Before using a cli I would have a starter class which calls my ApplicationPropertiesProvider class (which reads my properties file) and then kicks off the business logic. So there was a separation, the ApplicationPropertiesProvider just had one job.
Now with picocli, the guide/documentation states I have to use CommandLine.run(objectToPopulate, args) or CommandLine.call(objectToPopulate, args). Therefore the class being populated with the cli parameters (ApplicationPropertiesProvider) has to implement Runnable or Callable. Now I could just paste my kick-off code of the Starter class into the run() or call() method and abandon the Starter class then. But I don't like that, I want to separate between a class just holding the properties and my Starter class.
A kind of dirty workaround I thought ofand shown in my example below would be to pass the arguments from the main method to my Starter class' constructor, populate the ApplicationPropertiesProvider with CommandLine.run() but only implement an empty run() or call() method there so it will immediately return to my Starter class where I kick off the business logic then. That would be the result I ask for (separation), but that way it seems really stupid.
Also another question which just came up: If I have the standard case of having multiple classes containing business code and also their own properties (instead of a single property providing class): Is it possible to populate multiple different classes with one cli call, i.e. calling "test.jar command --a --b" where parameter "a" goes straight to an instance of class "X" and "b" goes to an instance of "Y"?
public class Starter {
public static void main(String[] args) {
new Starter(args);
}
public Starter(String[] args) {
app = ApplicationPropertiesProvider.getInstance();
CommandLine.run(app, args);
//then kick off the business logic of the application
}
}
@Command(...)
public class ApplicationPropertiesProvider implements Runnable {
//annotated properties
@Option(...)
private String x;
@Override
public void run() { }
The run
and call
methods are convenience methods to allow applications to reduce their boilerplate code. You don't need to use them. Instead, you can use the parse
or parseArgs
method. This looks something like this:
1 @Command(mixinStandardHelpOptions = true)
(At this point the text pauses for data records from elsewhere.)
use std::env;

use anyhow::{Context, Result};

use crate::constants::{
    FORECAST_DAYS, OPENWEATHER_API_BASE, TEXT_GENERATION_API_BASE, TEXT_GENERATION_MAX_TOKENS,
    TEXT_GENERATION_MODEL, TEXT_GENERATION_TEMPERATURE, TEXT_GENERATION_TIMEOUT_SECS,
    WEATHER_TIMEOUT_SECS,
};

#[derive(Debug, Clone)]
pub struct Config {
    pub weather: WeatherConfig,
    pub generation: GenerationConfig,
}

#[derive(Debug, Clone)]
pub struct WeatherConfig {
    /// OpenWeatherMap API key
    pub api_key: String,
    pub base_url: String,
    pub timeout_secs: u64,
    pub forecast_days: usize,
}

#[derive(Debug, Clone)]
pub struct GenerationConfig {
    /// Whether recommendations may be requested from the external service
    pub enabled: bool,
    pub api_key: Option<String>,
    pub base_url: String,
    pub model: String,
    pub max_tokens: u32,
    pub temperature: f32,
    pub timeout_secs: u64,
}

impl WeatherConfig {
    pub fn new(api_key: impl Into<String>) -> Self {
        Self {
            api_key: api_key.into(),
            base_url: OPENWEATHER_API_BASE.to_string(),
            timeout_secs: WEATHER_TIMEOUT_SECS,
            forecast_days: FORECAST_DAYS,
        }
    }
}

impl GenerationConfig {
    /// Configuration that never calls out and always uses the fallback table
    pub fn disabled() -> Self {
        Self {
            enabled: false,
            ..Self::default()
        }
    }

    /// The API key, if external generation is switched on and a key is present
    pub fn credential(&self) -> Option<&str> {
        if !self.enabled {
            return None;
        }
        self.api_key.as_deref().filter(|key| !key.trim().is_empty())
    }
}

impl Default for GenerationConfig {
    fn default() -> Self {
        Self {
            enabled: false,
            api_key: None,
            base_url: TEXT_GENERATION_API_BASE.to_string(),
            model: TEXT_GENERATION_MODEL.to_string(),
            max_tokens: TEXT_GENERATION_MAX_TOKENS,
            temperature: TEXT_GENERATION_TEMPERATURE,
            timeout_secs: TEXT_GENERATION_TIMEOUT_SECS,
        }
    }
}

impl Config {
    /// Load configuration from environment variables
    pub fn from_env() -> Result<Self> {
        let api_key = env::var("API_KEY")
            .or_else(|_| env::var("OPENWEATHER_API_KEY"))
            .context("API_KEY (OpenWeatherMap) must be set")?;

        let mut weather = WeatherConfig::new(api_key);
        if let Ok(base_url) = env::var("OPENWEATHER_BASE_URL") {
            weather.base_url = base_url;
        }
        if let Some(secs) = parse_env::<u64>("WEATHER_TIMEOUT_SECS")? {
            weather.timeout_secs = secs;
        }

        let mut generation = GenerationConfig {
            enabled: env::var("USE_EXTERNAL_AI")
                .map(|v| v.trim().eq_ignore_ascii_case("true"))
                .unwrap_or(false),
            api_key: env::var("OPENAI_API_KEY")
                .or_else(|_| env::var("OPENAI_KEY"))
                .ok(),
            ..GenerationConfig::default()
        };
        if let Ok(base_url) = env::var("AI_BASE_URL") {
            generation.base_url = base_url;
        }
        if let Ok(model) = env::var("AI_MODEL") {
            generation.model = model;
        }
        if let Some(secs) = parse_env::<u64>("AI_TIMEOUT_SECS")? {
            generation.timeout_secs = secs;
        }

        Ok(Self {
            weather,
            generation,
        })
    }
}

fn parse_env<T>(name: &str) -> Result<Option<T>>
where
    T: std::str::FromStr,
    T::Err: std::error::Error + Send + Sync + 'static,
{
    match env::var(name) {
        Ok(raw) => raw
            .trim()
            .parse()
            .map(Some)
            .with_context(|| format!("{name} has an invalid value: {raw}")),
        Err(_) => Ok(None),
    }
}
//! `zenith export` subcommands
//!
//! Writes tracker data to a file or stdout in the chosen format.

use clap::{Subcommand, ValueEnum};
use std::fs::File;
use std::io::{BufWriter, Write};
use std::path::{Path, PathBuf};

use crate::error::{ZenithError, ZenithResult};
use crate::export::{csv, json, yaml};
use crate::storage::Store;

#[derive(Debug, Clone, Copy, ValueEnum)]
pub enum ExportFormat {
    /// CSV table (spreadsheet-compatible)
    Csv,
    /// JSON
    Json,
    /// YAML (human-readable)
    Yaml,
}

#[derive(Subcommand)]
pub enum ExportCommands {
    /// Export the transaction log
    Transactions {
        /// Output format
        #[arg(short, long, value_enum, default_value = "csv")]
        format: ExportFormat,
        /// Output file; stdout when omitted
        #[arg(short, long)]
        output: Option<PathBuf>,
    },
    /// Export the goal list
    Goals {
        /// Output format
        #[arg(short, long, value_enum, default_value = "csv")]
        format: ExportFormat,
        /// Output file; stdout when omitted
        #[arg(short, long)]
        output: Option<PathBuf>,
    },
    /// Export the full tracker snapshot
    All {
        /// Export format (CSV is not available for the full snapshot)
        #[arg(short, long, value_enum, default_value = "json")]
        format: ExportFormat,
        /// Output file; stdout when omitted
        #[arg(short, long)]
        output: Option<PathBuf>,
        /// Indent JSON for reading rather than piping
        #[arg(long)]
        pretty: bool,
    },
}

/// Handle an export command
pub fn handle_export_command(store: &Store, cmd: ExportCommands) -> ZenithResult<()> {
    match cmd {
        ExportCommands::Transactions { format, output } => {
            let mut writer = open_output(output.as_deref())?;
            match format {
                ExportFormat::Csv => csv::export_transactions_csv(store, &mut writer)?,
                ExportFormat::Json => json::export_transactions_json(store, &mut writer, true)?,
                ExportFormat::Yaml => yaml::export_transactions_yaml(store, &mut writer)?,
            }
            flush(&mut writer)?;
            finish(store.transactions.count()?, "transaction", output.as_deref());
        }

        ExportCommands::Goals { format, output } => {
            let mut writer = open_output(output.as_deref())?;
            match format {
                ExportFormat::Csv => csv::export_goals_csv(store, &mut writer)?,
                ExportFormat::Json => json::export_goals_json(store, &mut writer, true)?,
                ExportFormat::Yaml => yaml::export_goals_yaml(store, &mut writer)?,
            }
            flush(&mut writer)?;
            finish(store.goals.count()?, "goal", output.as_deref());
        }

        ExportCommands::All {
            format,
            output,
            pretty,
        } => {
            // open_output truncates an existing file; reject the format first
            if matches!(format, ExportFormat::Csv) {
                return Err(ZenithError::Export(
                    "The full snapshot supports json or yaml, not csv".to_string(),
                ));
            }
            let mut writer = open_output(output.as_deref())?;
            match format {
                ExportFormat::Json => json::export_full_json(store, &mut writer, pretty)?,
                ExportFormat::Yaml => yaml::export_full_yaml(store, &mut writer)?,
                ExportFormat::Csv => unreachable!(),
            }
            flush(&mut writer)?;
            if let Some(path) = output {
                eprintln!("Full snapshot exported to: {}", path.display());
            }
        }
    }

    Ok(())
}

fn flush(writer: &mut Box<dyn Write>) -> ZenithResult<()> {
    writer
        .flush()
        .map_err(|e| ZenithError::Export(e.to_string()))
}

fn open_output(output: Option<&Path>) -> ZenithResult<Box<dyn Write>> {
    match output {
        Some(path) => {
            let file = File::create(path).map_err(|e| {
                ZenithError::Export(format!("Failed to create file {}: {}", path.display(), e))
            })?;
            Ok(Box::new(BufWriter::new(file)))
        }
        None => Ok(Box::new(BufWriter::new(std::io::stdout()))),
    }
}

fn finish(count: usize, noun: &str, output: Option<&Path>) {
    if let Some(path) = output {
        eprintln!("Exported {} {}(s) to: {}", count, noun, path.display());
    }
}
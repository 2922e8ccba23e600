use std::sync::Arc;
use std::time::Duration;

use anyhow::Result;
use chrono::{Datelike, Local};
use clap::{Parser, Subcommand};

use zenith_fin::cli::{
    handle_balance_command, handle_export_command, handle_goal_command,
    handle_notification_command, handle_transaction_command, BalanceCommands, ExportCommands,
    GoalCommands, NotificationCommands, TransactionCommands,
};
use zenith_fin::config::{ZenithPaths, DAILY_SERIES_DAYS, DEFAULT_REMINDER_TICK};
use zenith_fin::display::{format_category_breakdown, format_daily_series, format_overview};
use zenith_fin::notify::ConsoleNotifier;
use zenith_fin::services::{run_daily_reminder_check, BalanceService, ReminderScheduler};
use zenith_fin::storage::Store;

#[derive(Parser)]
#[command(
    name = "zenith",
    author,
    version,
    about = "Terminal-based personal finance tracker",
    long_about = "ZenithFin is a terminal-based personal finance tracker. It keeps a \
                  transaction log, derives your balance from it, tracks savings goals \
                  against that balance and reminds you to record your day."
)]
struct Cli {
    #[command(subcommand)]
    command: Option<Commands>,
}

#[derive(Subcommand)]
enum Commands {
    /// Transaction management commands
    #[command(subcommand, alias = "txn")]
    Transaction(TransactionCommands),

    /// Savings goal commands
    #[command(subcommand)]
    Goal(GoalCommands),

    /// Balance commands
    #[command(subcommand)]
    Balance(BalanceCommands),

    /// Overview of balance, spending and recent days
    Summary,

    /// Notification settings
    #[command(subcommand, alias = "notify")]
    Notifications(NotificationCommands),

    /// Run the daily reminder scheduler in the foreground
    Watch {
        /// Seconds between reminder checks
        #[arg(short, long)]
        interval: Option<u64>,
    },

    /// Export data
    #[command(subcommand)]
    Export(ExportCommands),

    /// Delete all stored data
    Reset {
        /// Skip confirmation
        #[arg(long)]
        force: bool,
    },

    /// Show current configuration and paths
    Config,
}

fn main() -> Result<()> {
    env_logger::Builder::from_env(env_logger::Env::default().default_filter_or("warn")).init();

    let cli = Cli::parse();

    let paths = ZenithPaths::new()?;
    let store = Store::open(paths)?;

    match cli.command {
        Some(Commands::Transaction(cmd)) => handle_transaction_command(&store, cmd)?,
        Some(Commands::Goal(cmd)) => handle_goal_command(&store, cmd)?,
        Some(Commands::Balance(cmd)) => handle_balance_command(&store, cmd)?,
        Some(Commands::Summary) => print_summary(&store)?,
        Some(Commands::Notifications(cmd)) => handle_notification_command(&store, cmd)?,
        Some(Commands::Watch { interval }) => run_watch(store, interval)?,
        Some(Commands::Export(cmd)) => handle_export_command(&store, cmd)?,
        Some(Commands::Reset { force }) => run_reset(&store, force)?,
        Some(Commands::Config) => print_config(&store)?,
        None => {
            println!("ZenithFin - Terminal-based personal finance tracker");
            println!();
            println!("Run 'zenith --help' for usage information.");
            println!("Run 'zenith summary' for an overview of your money.");
        }
    }

    Ok(())
}

fn print_summary(store: &Store) -> Result<()> {
    let service = BalanceService::new(store);
    let today = Local::now().date_naive();

    let totals = service.totals()?;
    let monthly = service.monthly_expense(today.year(), today.month())?;
    let month_label = today.format("%Y-%m").to_string();

    print!(
        "{}",
        format_overview(service.current_balance()?, &totals, monthly, &month_label)
    );
    println!();
    print!(
        "{}",
        format_category_breakdown(&service.expense_by_category()?)
    );
    println!();
    print!(
        "{}",
        format_daily_series(&service.daily_series(today, DAILY_SERIES_DAYS)?)
    );

    Ok(())
}

fn run_watch(store: Store, interval: Option<u64>) -> Result<()> {
    let tick = interval
        .map(Duration::from_secs)
        .unwrap_or(DEFAULT_REMINDER_TICK);
    let store = Arc::new(store);
    let notifier = Arc::new(ConsoleNotifier);

    println!(
        "Watching for reminders every {}s. Press Ctrl-C to stop.",
        tick.as_secs()
    );

    // Check right away so a matching minute is not missed at startup
    run_daily_reminder_check(&store, notifier.as_ref(), Local::now().naive_local())?;

    let _scheduler = ReminderScheduler::start(store, notifier, tick);
    loop {
        std::thread::park();
    }
}

fn run_reset(store: &Store, force: bool) -> Result<()> {
    if !force {
        println!("This deletes all transactions, goals, balance, settings and reminder state.");
        println!("To proceed, run again with --force flag:");
        println!("  zenith reset --force");
        return Ok(());
    }

    store.reset()?;
    println!(
        "All data wiped. Starting fresh at: {}",
        store.paths().data_dir().display()
    );
    Ok(())
}

fn print_config(store: &Store) -> Result<()> {
    let settings = store.settings.get()?;

    println!("ZenithFin Configuration");
    println!("=======================");
    println!("Data directory: {}", store.paths().data_dir().display());
    println!();
    println!(
        "Notifications:  {}",
        if settings.enabled { "enabled" } else { "disabled" }
    );
    println!("Reminder time:  {}", settings.reminder_time);
    Ok(())
}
2 public class ApplicationPropertiesProvider { // not Runnable
3 //annotated properties
4 @Option(...)
5 private String x;
6 // ...
7 }
8
9 public class Starter {
10 public static void main(String[] args) {
11 ApplicationPropertiesProvider app = ApplicationPropertiesProvider.getInstance();
12 try {
13 ParseResult result = new CommandLine(app).parseArgs(args);
14 if (result.isUsageHelpRequested()) {
15 cmd.usage(System.out);
16 } else if (result.isVersionHelpRequested()) {
17 cmd.printVersionHelp(System.out);
18 } else {
19 new Starter(app); // run the business logic
20 }
21 } catch (ParameterException ex) {
22 System.err.println(ex.getMessage());
23 ex.getCommandLine().usage(out, ansi);
24 }
25 }
26
27 public Starter(ApplicationPropertiesProvider app) {
28 // kick off the business logic of the application
29 }
30 }
This is fine, it is just that lines 11-24 are boilerplate code. You can omit this and let picocli do this work for you by letting the annotated object implement Runnable or Callable.
I understand your point about separation of concerns and have different classes for the business logic and the class that has the properties. I have a suggestion, but first let me answer your seconds question:
Is it possible to populate multiple different classes with one cli call?
Picocli supports "Mixins" that allow you to do this. For example:
class A {
@Option(names = "-a") int aValue;
}
class B {
@Option(names = "-b") int bValue;
}
class C {
@Mixin A a;
@Mixin B b;
@Option(names = "-c") int cValue;
}
// populate C's properties as well as the nested mixins
C c = CommandLine.populate(new C(), "-a=11", "-b=22", "-c=33");
assert c.a.aValue == 11;
assert c.b.bValue == 22;
assert c.cValue == 33;
Now, let's put all this together:
class A {
@Option(names = "-a") int aValue;
@Option(names = "-b") int bValue;
@Option(names = "-c") int cValue;
}
class B {
@Option(names = "-x") int xValue;
@Option(names = "-y") int yValue;
@Option(names = "-z") int zValue;
}
class ApplicationPropertiesProvider {
@Mixin A a;
@Mixin B b;
}
class Starter implements Callable<Void> {
@Mixin ApplicationPropertiesProvider properties = ApplicationPropertiesProvider.getInstance();
public Void call() throws Exception {
// business logic here
}
public static void main(String... args) {
CommandLine.call(new Starter(), args);
}
}
This gives you separation of concerns: properties are located in the ApplicationPropertiesProvider
, business logic is in the Starter
class.
It also allows you to group properties that logically belong together into separate classes, instead of having a single dumping ground in ApplicationPropertiesProvider
.
The Starter
class implements Callable
; this allows you to omit the boilerplate logic above and start your application in a single line of code in main
.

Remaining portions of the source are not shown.